** Source data follows **
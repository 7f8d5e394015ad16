/*
 * Copyright (c) Huawei Technologies Co., Ltd. 2025. All rights reserved.
 * Wallet Pass Service is licensed under the Mulan PSL v2.
 * You can use this software according to the terms and conditions of the Mulan PSL v2.
 * You may obtain a copy of Mulan PSL v2 at:
 *     http://license.coscl.org.cn/MulanPSL2
 * THIS SOFTWARE IS PROVIDED ON AN "AS IS" BASIS, WITHOUT WARRANTIES OF ANY KIND, EITHER EXPRESS OR
 * IMPLIED, INCLUDING BUT NOT LIMITED TO NON-INFRINGEMENT, MERCHANTABILITY OR FIT FOR A PARTICULAR
 * PURPOSE.
 * See the Mulan PSL v2 for more details.
 */

use std::env;
use std::path::{Path, PathBuf};
use walkdir::WalkDir;

/// Recursively searches the current working directory for `file_name`.
///
/// # Errors
///
/// Returns an error message when the working directory cannot be resolved or
/// no file with that name exists below it.
pub fn find_file(file_name: &str) -> Result<PathBuf, String> {
    let current_dir = env::current_dir()
        .map_err(|e| format!("Failed to get current directory: {}", e))?;
    find_file_in(&current_dir, file_name)
}

/// Same as [`find_file`] but rooted at `root`.
pub fn find_file_in(root: &Path, file_name: &str) -> Result<PathBuf, String> {
    let root = root.canonicalize()
        .map_err(|e| format!("Failed to canonicalize path: {}", e))?;

    for entry in WalkDir::new(&root).into_iter().filter_map(|e| e.ok()) {
        let path = entry.path();
        if path.file_name() == Some(Path::new(file_name).as_os_str()) {
            return path.canonicalize()
                .map_err(|e| format!("Failed to canonicalize file path: {}", e));
        }
    }

    Err(format!("File '{}' not found in {}", file_name, root.display()))
}
/*
 * Copyright (c) Huawei Technologies Co., Ltd. 2025. All rights reserved.
 * Wallet Pass Service is licensed under the Mulan PSL v2.
 * You can use this software according to the terms and conditions of the Mulan PSL v2.
 * You may obtain a copy of Mulan PSL v2 at:
 *     http://license.coscl.org.cn/MulanPSL2
 * THIS SOFTWARE IS PROVIDED ON AN "AS IS" BASIS, WITHOUT WARRANTIES OF ANY KIND, EITHER EXPRESS OR
 * IMPLIED, INCLUDING BUT NOT LIMITED TO NON-INFRINGEMENT, MERCHANTABILITY OR FIT FOR A PARTICULAR
 * PURPOSE.
 * See the Mulan PSL v2 for more details.
 */

use config_manager::types::context::ServerConfig;
use std::fmt::Debug;
use std::future::Future;
use std::path::PathBuf;
use std::pin::Pin;
use token_management::SigningKey;

pub trait InitHandler: Debug {
    fn handle<'a>(&'a self, context: &'a mut InitContext) -> Pin<Box<dyn Future<Output = Result<(), String>> + 'a>>;
    fn set_next(&mut self, next: Box<dyn InitHandler>);
}

/// Service-account identity used for save links and registry access
#[derive(Debug, Clone)]
pub struct GoogleSigning {
    pub service_account_email: String,
    pub key: SigningKey,
    pub credentials_path: PathBuf,
}

/// Key material parsed once at startup
#[derive(Debug, Clone)]
pub struct SigningMaterial {
    pub samsung_key: SigningKey,
    /// `None` when the service-account key could not be loaded; Google
    /// provisioning is then refused until the process is restarted.
    pub google: Option<GoogleSigning>,
}

#[derive(Debug, Default)]
pub struct InitContext {
    // data shared along the initialization chain
    pub config: Option<ServerConfig>,
    pub signing: Option<SigningMaterial>,
}

impl InitContext {
    pub fn new() -> Self {
        Self::default()
    }
}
** End of Source data **
The listing above should be repeated in its entirety, unchanged.

repository 7f8d5e394015ad16
/*
 * Copyright (c) Huawei Technologies Co., Ltd. 2025. All rights reserved.
 * Wallet Pass Service is licensed under the Mulan PSL v2.
 * You can use this software according to the terms and conditions of the Mulan PSL v2.
 * You may obtain a copy of Mulan PSL v2 at:
 *     http://license.coscl.org.cn/MulanPSL2
 * THIS SOFTWARE IS PROVIDED ON AN "AS IS" BASIS, WITHOUT WARRANTIES OF ANY KIND, EITHER EXPRESS OR
 * IMPLIED, INCLUDING BUT NOT LIMITED TO NON-INFRINGEMENT, MERCHANTABILITY OR FIT FOR A PARTICULAR
 * PURPOSE.
 * See the Mulan PSL v2 for more details.
 */

use std::env;
use std::path::{Path, PathBuf};
use walkdir::WalkDir;

/// Recursively searches the current working directory for `file_name`.
///
/// # Errors
///
/// Returns an error message when the working directory cannot be resolved or
/// no file with that name exists below it.
pub fn find_file(file_name: &str) -> Result<PathBuf, String> {
    let current_dir = env::current_dir()
        .map_err(|e| format!("Failed to get current directory: {}", e))?;
    find_file_in(&current_dir, file_name)
}

/// Same as [`find_file`] but rooted at `root`.
pub fn find_file_in(root: &Path, file_name: &str) -> Result<PathBuf, String> {
    let root = root.canonicalize()
        .map_err(|e| format!("Failed to canonicalize path: {}", e))?;

    for entry in WalkDir::new(&root).into_iter().filter_map(|e| e.ok()) {
        let path = entry.path();
        if path.file_name() == Some(Path::new(file_name).as_os_str()) {
            return path.canonicalize()
                .map_err(|e| format!("Failed to canonicalize file path: {}", e));
        }
    }

    Err(format!("File '{}' not found in {}", file_name, root.display()))
}
/*
 * Copyright (c) Huawei Technologies Co., Ltd. 2025. All rights reserved.
 * Wallet Pass Service is licensed under the Mulan PSL v2.
 * You can use this software according to the terms and conditions of the Mulan PSL v2.
 * You may obtain a copy of Mulan PSL v2 at:
 *     http://license.coscl.org.cn/MulanPSL2
 * THIS SOFTWARE IS PROVIDED ON AN "AS IS" BASIS, WITHOUT WARRANTIES OF ANY KIND, EITHER EXPRESS OR
 * IMPLIED, INCLUDING BUT NOT LIMITED TO NON-INFRINGEMENT, MERCHANTABILITY OR FIT FOR A PARTICULAR
 * PURPOSE.
 * See the Mulan PSL v2 for more details.
 */

use config_manager::types::context::ServerConfig;
use std::fmt::Debug;
use std::future::Future;
use std::path::PathBuf;
use std::pin::Pin;
use token_management::SigningKey;

pub trait InitHandler: Debug {
    fn handle<'a>(&'a self, context: &'a mut InitContext) -> Pin<Box<dyn Future<Output = Result<(), String>> + 'a>>;
    fn set_next(&mut self, next: Box<dyn InitHandler>);
}

/// Service-account identity used for save links and registry access
#[derive(Debug, Clone)]
pub struct GoogleSigning {
    pub service_account_email: String,
    pub key: SigningKey,
    pub credentials_path: PathBuf,
}

/// Key material parsed once at startup
#[derive(Debug, Clone)]
pub struct SigningMaterial {
    pub samsung_key: SigningKey,
    /// `None` when the service-account key could not be loaded; Google
    /// provisioning is then refused until the process is restarted.
    pub google: Option<GoogleSigning>,
}

#[derive(Debug, Default)]
pub struct InitContext {
    // data shared along the initialization chain
    pub config: Option<ServerConfig>,
    pub signing: Option<SigningMaterial>,
}

impl InitContext {
    pub fn new() -> Self {
        Self::default()
    }
}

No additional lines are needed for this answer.